[[ Data section, beginning ]]
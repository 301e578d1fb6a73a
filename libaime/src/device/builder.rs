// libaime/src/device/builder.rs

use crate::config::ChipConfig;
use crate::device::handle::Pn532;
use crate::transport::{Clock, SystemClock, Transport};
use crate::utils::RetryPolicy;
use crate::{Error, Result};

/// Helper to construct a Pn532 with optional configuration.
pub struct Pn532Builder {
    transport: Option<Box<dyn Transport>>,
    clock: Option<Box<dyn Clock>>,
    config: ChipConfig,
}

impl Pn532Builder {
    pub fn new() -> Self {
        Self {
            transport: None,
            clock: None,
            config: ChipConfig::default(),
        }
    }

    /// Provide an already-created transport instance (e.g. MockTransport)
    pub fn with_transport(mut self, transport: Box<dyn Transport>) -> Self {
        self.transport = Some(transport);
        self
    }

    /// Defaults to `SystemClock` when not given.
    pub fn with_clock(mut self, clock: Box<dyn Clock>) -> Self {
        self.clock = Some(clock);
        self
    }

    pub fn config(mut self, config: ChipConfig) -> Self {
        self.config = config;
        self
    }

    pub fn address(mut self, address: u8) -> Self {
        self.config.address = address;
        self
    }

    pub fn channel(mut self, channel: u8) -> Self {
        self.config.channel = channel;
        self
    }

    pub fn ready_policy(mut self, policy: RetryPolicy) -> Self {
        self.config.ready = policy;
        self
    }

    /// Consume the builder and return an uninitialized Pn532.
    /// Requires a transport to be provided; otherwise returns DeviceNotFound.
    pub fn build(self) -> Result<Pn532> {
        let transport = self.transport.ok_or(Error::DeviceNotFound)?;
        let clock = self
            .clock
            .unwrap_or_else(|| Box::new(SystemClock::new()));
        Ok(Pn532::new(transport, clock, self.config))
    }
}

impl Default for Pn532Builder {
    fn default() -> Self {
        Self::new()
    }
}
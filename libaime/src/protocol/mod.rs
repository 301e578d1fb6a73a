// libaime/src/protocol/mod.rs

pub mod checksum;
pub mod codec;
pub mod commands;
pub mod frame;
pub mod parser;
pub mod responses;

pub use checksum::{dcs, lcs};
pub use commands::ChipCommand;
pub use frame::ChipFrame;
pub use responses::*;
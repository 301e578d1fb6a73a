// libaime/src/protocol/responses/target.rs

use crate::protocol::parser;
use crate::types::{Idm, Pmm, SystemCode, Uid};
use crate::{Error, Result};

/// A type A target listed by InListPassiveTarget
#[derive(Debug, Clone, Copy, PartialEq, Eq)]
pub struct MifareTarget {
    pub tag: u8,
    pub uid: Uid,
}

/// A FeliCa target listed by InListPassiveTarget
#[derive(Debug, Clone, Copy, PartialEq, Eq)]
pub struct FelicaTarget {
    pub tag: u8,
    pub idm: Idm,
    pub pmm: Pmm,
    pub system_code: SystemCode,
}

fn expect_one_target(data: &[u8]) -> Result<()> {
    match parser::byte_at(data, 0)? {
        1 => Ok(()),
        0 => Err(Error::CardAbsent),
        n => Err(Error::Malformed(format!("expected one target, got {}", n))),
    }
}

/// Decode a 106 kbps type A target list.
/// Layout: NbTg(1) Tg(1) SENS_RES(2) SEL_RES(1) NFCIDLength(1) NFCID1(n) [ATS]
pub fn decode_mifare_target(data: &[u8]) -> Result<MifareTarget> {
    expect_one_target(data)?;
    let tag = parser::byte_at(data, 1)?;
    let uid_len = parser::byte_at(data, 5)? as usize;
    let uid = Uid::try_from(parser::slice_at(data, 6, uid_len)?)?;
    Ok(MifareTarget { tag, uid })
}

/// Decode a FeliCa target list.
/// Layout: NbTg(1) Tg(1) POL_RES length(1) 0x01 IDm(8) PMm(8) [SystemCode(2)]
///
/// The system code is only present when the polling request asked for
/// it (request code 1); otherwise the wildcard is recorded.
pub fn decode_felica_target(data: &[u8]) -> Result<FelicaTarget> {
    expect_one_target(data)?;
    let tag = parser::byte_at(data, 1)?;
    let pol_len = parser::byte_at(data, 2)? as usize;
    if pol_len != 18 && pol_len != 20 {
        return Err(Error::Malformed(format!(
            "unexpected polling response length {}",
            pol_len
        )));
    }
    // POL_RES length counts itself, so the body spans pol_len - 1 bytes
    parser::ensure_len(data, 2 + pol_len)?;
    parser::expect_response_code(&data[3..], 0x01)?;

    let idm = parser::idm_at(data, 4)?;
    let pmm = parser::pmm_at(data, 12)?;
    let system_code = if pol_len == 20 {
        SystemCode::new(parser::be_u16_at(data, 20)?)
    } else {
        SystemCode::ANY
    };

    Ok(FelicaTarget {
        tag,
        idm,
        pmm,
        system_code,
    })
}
[[ Data section, end ]]
— Exercise prompt —
Each record must be printed again, word for word, with nothing dropped.

— Your solution —
repository 301e578d1fb6a73a
filename libaime/src/device/builder.rs
// libaime/src/device/builder.rs

use crate::config::ChipConfig;
use crate::device::handle::Pn532;
use crate::transport::{Clock, SystemClock, Transport};
use crate::utils::RetryPolicy;
use crate::{Error, Result};

/// Helper to construct a Pn532 with optional configuration.
pub struct Pn532Builder {
    transport: Option<Box<dyn Transport>>,
    clock: Option<Box<dyn Clock>>,
    config: ChipConfig,
}

impl Pn532Builder {
    pub fn new() -> Self {
        Self {
            transport: None,
            clock: None,
            config: ChipConfig::default(),
        }
    }

    /// Provide an already-created transport instance (e.g. MockTransport)
    pub fn with_transport(mut self, transport: Box<dyn Transport>) -> Self {
        self.transport = Some(transport);
        self
    }

    /// Defaults to `SystemClock` when not given.
    pub fn with_clock(mut self, clock: Box<dyn Clock>) -> Self {
        self.clock = Some(clock);
        self
    }

    pub fn config(mut self, config: ChipConfig) -> Self {
        self.config = config;
        self
    }

    pub fn address(mut self, address: u8) -> Self {
        self.config.address = address;
        self
    }

    pub fn channel(mut self, channel: u8) -> Self {
        self.config.channel = channel;
        self
    }

    pub fn ready_policy(mut self, policy: RetryPolicy) -> Self {
        self.config.ready = policy;
        self
    }

    /// Consume the builder and return an uninitialized Pn532.
    /// Requires a transport to be provided; otherwise returns DeviceNotFound.
    pub fn build(self) -> Result<Pn532> {
        let transport = self.transport.ok_or(Error::DeviceNotFound)?;
        let clock = self
            .clock
            .unwrap_or_else(|| Box::new(SystemClock::new()));
        Ok(Pn532::new(transport, clock, self.config))
    }
}

impl Default for Pn532Builder {
    fn default() -> Self {
        Self::new()
    }
}
filename libaime/src/protocol/mod.rs
repository 301e578d1fb6a73a
// libaime/src/protocol/mod.rs

pub mod checksum;
pub mod codec;
pub mod commands;
pub mod frame;
pub mod parser;
pub mod responses;

pub use checksum::{dcs, lcs};
pub use commands::ChipCommand;
pub use frame::ChipFrame;
pub use responses::*;
repository 301e578d1fb6a73a
// libaime/src/protocol/responses/target.rs

use crate::protocol::parser;
use crate::types::{Idm, Pmm, SystemCode, Uid};
use crate::{Error, Result};

/// A type A target listed by InListPassiveTarget
#[derive(Debug, Clone, Copy, PartialEq, Eq)]
pub struct MifareTarget {
    pub tag: u8,
    pub uid: Uid,
}

/// A FeliCa target listed by InListPassiveTarget
#[derive(Debug, Clone, Copy, PartialEq, Eq)]
pub struct FelicaTarget {
    pub tag: u8,
    pub idm: Idm,
    pub pmm: Pmm,
    pub system_code: SystemCode,
}

fn expect_one_target(data: &[u8]) -> Result<()> {
    match parser::byte_at(data, 0)? {
        1 => Ok(()),
        0 => Err(Error::CardAbsent),
        n => Err(Error::Malformed(format!("expected one target, got {}", n))),
    }
}

/// Decode a 106 kbps type A target list.
/// Layout: NbTg(1) Tg(1) SENS_RES(2) SEL_RES(1) NFCIDLength(1) NFCID1(n) [ATS]
pub fn decode_mifare_target(data: &[u8]) -> Result<MifareTarget> {
    expect_one_target(data)?;
    let tag = parser::byte_at(data, 1)?;
    let uid_len = parser::byte_at(data, 5)? as usize;
    let uid = Uid::try_from(parser::slice_at(data, 6, uid_len)?)?;
    Ok(MifareTarget { tag, uid })
}

/// Decode a FeliCa target list.
/// Layout: NbTg(1) Tg(1) POL_RES length(1) 0x01 IDm(8) PMm(8) [SystemCode(2)]
///
/// The system code is only present when the polling request asked for
/// it (request code 1); otherwise the wildcard is recorded.
pub fn decode_felica_target(data: &[u8]) -> Result<FelicaTarget> {
    expect_one_target(data)?;
    let tag = parser::byte_at(data, 1)?;
    let pol_len = parser::byte_at(data, 2)? as usize;
    if pol_len != 18 && pol_len != 20 {
        return Err(Error::Malformed(format!(
            "unexpected polling response length {}",
            pol_len
        )));
    }
    // POL_RES length counts itself, so the body spans pol_len - 1 bytes
    parser::ensure_len(data, 2 + pol_len)?;
    parser::expect_response_code(&data[3..], 0x01)?;

    let idm = parser::idm_at(data, 4)?;
    let pmm = parser::pmm_at(data, 12)?;
    let system_code = if pol_len == 20 {
        SystemCode::new(parser::be_u16_at(data, 20)?)
    } else {
        SystemCode::ANY
    };

    Ok(FelicaTarget {
        tag,
        idm,
        pmm,
        system_code,
    })
}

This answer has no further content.